Methods: In this methodologic investigation, we estimate the causal effect of statins on myocardial infarction (MI), a positive control outcome, using regression discontinuity and propensity score matching. For the regression discontinuity analysis, we leveraged a 2008 UK guideline that recommends statins if a patient's 10-year cardiovascular disease (CVD) risk score >20%. We used electronic health record data (2008-2018) from the Health Improvement Network (THIN) on 49,242 patients aged 65 and older in the UK without a history of CVD and no statin use in the year prior to the CVD risk score assessment. Outcomes were defined using Read codes and censored at 10 years; 10-year CVD risk was assessed primarily (81.8%) using the 1991 Framingham risk score.

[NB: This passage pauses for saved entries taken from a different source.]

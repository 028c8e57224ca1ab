//! Pact CLI commands
//!
//! Every mutating command persists the configuration before returning.

use std::io::{self, BufRead, Write};

use tracing::debug;

use super::input::{value_or_stdin, InputKind};
use crate::config::ConfigStore;
use crate::error::{PactError, PactResult};
use crate::services::PactRegistry;

/// Create an empty pact
pub fn handle_new(store: &mut ConfigStore, name: &str) -> PactResult<()> {
    if !PactRegistry::new(store.config_mut()).create(name)? {
        println!("Pact '{}' already exists, leaving it unchanged", name);
    }
    store.persist()
}

/// Print all pacts as indented JSON
pub fn handle_list(store: &ConfigStore) -> PactResult<()> {
    let json = serde_json::to_string_pretty(&store.config().pacts)?;
    println!("{}", json);
    Ok(())
}

/// Add a key, given as an argument or piped in, to a pact
pub fn handle_add_key(store: &mut ConfigStore, name: &str, key: Option<String>) -> PactResult<()> {
    let key = value_or_stdin(key, "public key", InputKind::Trimmed)?;
    PactRegistry::new(store.config_mut()).add_key(name, &key)?;
    store.persist()
}

/// Remove one key from a pact
///
/// Without `index` the members are listed and the index is read from stdin.
pub fn handle_rm_key(store: &mut ConfigStore, name: &str, index: Option<usize>) -> PactResult<()> {
    let index = match index {
        Some(index) => index,
        None => {
            let registry = PactRegistry::new(store.config_mut());
            let members = registry.members(name);
            if members.is_empty() {
                return Err(PactError::PactNotFound(name.to_string()));
            }
            let stdin = io::stdin();
            prompt_index(members, &mut stdin.lock(), &mut io::stdout())?
        }
    };

    let removed = PactRegistry::new(store.config_mut()).remove_key_at(name, index)?;
    debug!(pact = name, key = %removed, "removed member");
    store.persist()
}

/// Delete a pact and all of its keys
pub fn handle_rm(store: &mut ConfigStore, name: &str) -> PactResult<()> {
    if !PactRegistry::new(store.config_mut()).delete(name) {
        debug!(pact = name, "no such pact, nothing to delete");
    }
    store.persist()
}

/// List `members` and read the index of the one to remove
fn prompt_index<R: BufRead, W: Write>(
    members: &[String],
    input: &mut R,
    output: &mut W,
) -> PactResult<usize> {
    for (i, key) in members.iter().enumerate() {
        writeln!(output, "[{}] {}", i, key)?;
    }
    writeln!(output, "Which key would you like to remove?")?;
    output.flush()?;

    let mut line = String::new();
    input.read_line(&mut line)?;
    line.trim()
        .parse::<usize>()
        .map_err(|_| PactError::Validation(format!("Unexpected input: '{}'", line.trim())))
}

#[cfg(test)]
mod tests {
    use super::*;

    fn members() -> Vec<String> {
        vec!["alpha".to_string(), "beta".to_string()]
    }

    #[test]
    fn test_prompt_lists_members_and_reads_index() {
        let mut input = "1\n".as_bytes();
        let mut output = Vec::new();

        let index = prompt_index(&members(), &mut input, &mut output).unwrap();

        assert_eq!(index, 1);
        let shown = String::from_utf8(output).unwrap();
        assert!(shown.contains("[0] alpha"));
        assert!(shown.contains("[1] beta"));
    }

    #[test]
    fn test_prompt_rejects_non_numbers() {
        let mut input = "two\n".as_bytes();
        let err = prompt_index(&members(), &mut input, &mut Vec::new()).unwrap_err();
        assert!(matches!(err, PactError::Validation(_)));

        let mut input = "-1\n".as_bytes();
        assert!(prompt_index(&members(), &mut input, &mut Vec::new()).is_err());
    }
}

Results: In sex and age adjusted analyses, the estimate for statin use on MI was HR = 2.69 (95% CI: 2.28, 3.17). Both the regression discontinuity (n=19,432) and the propensity score matched populations (n=24,814) demonstrated good balance of confounders. Using regression discontinuity, the adjusted point estimate for statins on MI was in the protective direction, although the confidence interval included the null (HR: 0.79, 95% CI: 0.44, 1.44). Conversely, the adjusted estimates using propensity score matching remained in the harmful direction: HR = 2.41 (95% CI: 1.96, 2.99).
Conclusion: Regression discontinuity appeared superior to propensity score matching in estimation of the known protective association of statins with MI, although precision was poor. A strength of regression discontinuity is that it can better account for bias due to unmeasured confounders than matching, which is of key importance in observational studies aimed at causal inference.